> Aim of the task
Please output the data below exactly as given, starting at its first line and stopping after the line that contains "use crate::clock::Clock;".

> Material to process

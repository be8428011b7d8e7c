//! Google Jobs via SerpApi: search-engine aggregator.
//!
//! SerpApi reports most failures, including an exhausted plan, as a 200
//! with an `error` field, so the body is inspected before normalizing.

use std::sync::Arc;

use async_trait::async_trait;
use chrono::{DateTime, Utc};
use reqwest::{Client, RequestBuilder};
use serde::Deserialize;

use crate::clock::Clock;
use crate::config::ProviderConfig;
use crate::models::job::CanonicalJob;
use crate::providers::http;
use crate::providers::normalize::{canonicalize, employment_type_label, parse_posted_date, RawPosting};
use crate::providers::{JobProvider, ProviderError};

const EXHAUSTED_PHRASES: &[&str] = &["run out of searches", "exceeded", "quota"];
const NO_RESULTS_PHRASE: &str = "hasn't returned any results";

#[derive(Debug, Default, Deserialize)]
#[serde(default)]
pub struct GoogleJobsResponse {
    pub error: Option<String>,
    pub jobs_results: Vec<GoogleJob>,
}

#[derive(Debug, Default, Deserialize)]
#[serde(default)]
pub struct GoogleJob {
    pub job_id: Option<String>,
    pub title: Option<String>,
    pub company_name: Option<String>,
    pub location: Option<String>,
    pub via: Option<String>,
    pub description: Option<String>,
    pub share_link: Option<String>,
    pub apply_options: Vec<LinkOption>,
    pub related_links: Vec<LinkOption>,
    pub detected_extensions: DetectedExtensions,
}

#[derive(Debug, Default, Deserialize)]
#[serde(default)]
pub struct LinkOption {
    pub title: Option<String>,
    pub text: Option<String>,
    pub link: Option<String>,
}

#[derive(Debug, Default, Deserialize)]
#[serde(default)]
pub struct DetectedExtensions {
    pub posted_at: Option<String>,
    pub schedule_type: Option<String>,
    pub work_from_home: Option<bool>,
}

pub struct GoogleJobsAdapter {
    config: ProviderConfig,
    client: Client,
    clock: Arc<dyn Clock>,
}

impl GoogleJobsAdapter {
    pub fn new(config: ProviderConfig, client: Client, clock: Arc<dyn Clock>) -> Self {
        Self {
            config,
            client,
            clock,
        }
    }

    fn request(&self, query: &str, location: &str) -> RequestBuilder {
        let mut params = vec![
            ("engine", "google_jobs"),
            ("q", query.trim()),
            ("hl", "en"),
            ("api_key", self.config.api_key.as_str()),
        ];
        if !location.trim().is_empty() {
            params.push(("location", location.trim()));
        }
        self.client.get(&self.config.endpoint).query(&params)
    }
}

#[async_trait]
impl JobProvider for GoogleJobsAdapter {
    fn config(&self) -> &ProviderConfig {
        &self.config
    }

    async fn search(
        &self,
        query: &str,
        location: &str,
        count: usize,
    ) -> Result<Vec<CanonicalJob>, ProviderError> {
        let response: GoogleJobsResponse =
            http::fetch_json(&self.config.name, self.request(query, location)).await?;
        normalize_response(&self.config.name, response, count, self.clock.now())
    }
}

pub fn normalize_response(
    provider: &str,
    response: GoogleJobsResponse,
    count: usize,
    now: DateTime<Utc>,
) -> Result<Vec<CanonicalJob>, ProviderError> {
    if let Some(error) = response.error {
        let lowered = error.to_lowercase();
        if lowered.contains(NO_RESULTS_PHRASE) {
            return Ok(Vec::new());
        }
        if EXHAUSTED_PHRASES.iter().any(|p| lowered.contains(p)) {
            return Err(ProviderError::QuotaExceeded {
                provider: provider.to_string(),
                detail: error,
            });
        }
        return Err(ProviderError::Unavailable {
            provider: provider.to_string(),
            detail: error,
            reached_remote: true,
        });
    }

    let postings = response.jobs_results.into_iter().map(|job| to_posting(job, now));
    Ok(canonicalize(provider, postings, count, now))
}

fn first_link(options: &[LinkOption]) -> Option<String> {
    options.iter().find_map(|o| o.link.clone())
}

fn to_posting(job: GoogleJob, now: DateTime<Utc>) -> RawPosting {
    let ext = job.detected_extensions;
    RawPosting {
        native_id: job.job_id.unwrap_or_default(),
        title: job.title.unwrap_or_default(),
        company: job.company_name.unwrap_or_default(),
        location: job.location.unwrap_or_default(),
        description: job.description.unwrap_or_default(),
        job_type: ext.schedule_type.as_deref().map(employment_type_label),
        salary: None,
        // SerpApi only ever sets the flag when it is true
        remote_flag: ext.work_from_home.filter(|wfh| *wfh),
        apply_url: first_link(&job.apply_options),
        related_url: first_link(&job.related_links).or(job.share_link),
        posted_at: ext
            .posted_at
            .as_deref()
            .and_then(|raw| parse_posted_date(raw, now)),
    }
}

> Exercise result
repository be8428011b7d8e7c
//! Google Jobs via SerpApi: search-engine aggregator.
//!
//! SerpApi reports most failures, including an exhausted plan, as a 200
//! with an `error` field, so the body is inspected before normalizing.

use std::sync::Arc;

use async_trait::async_trait;
use chrono::{DateTime, Utc};
use reqwest::{Client, RequestBuilder};
use serde::Deserialize;

use crate::clock::Clock;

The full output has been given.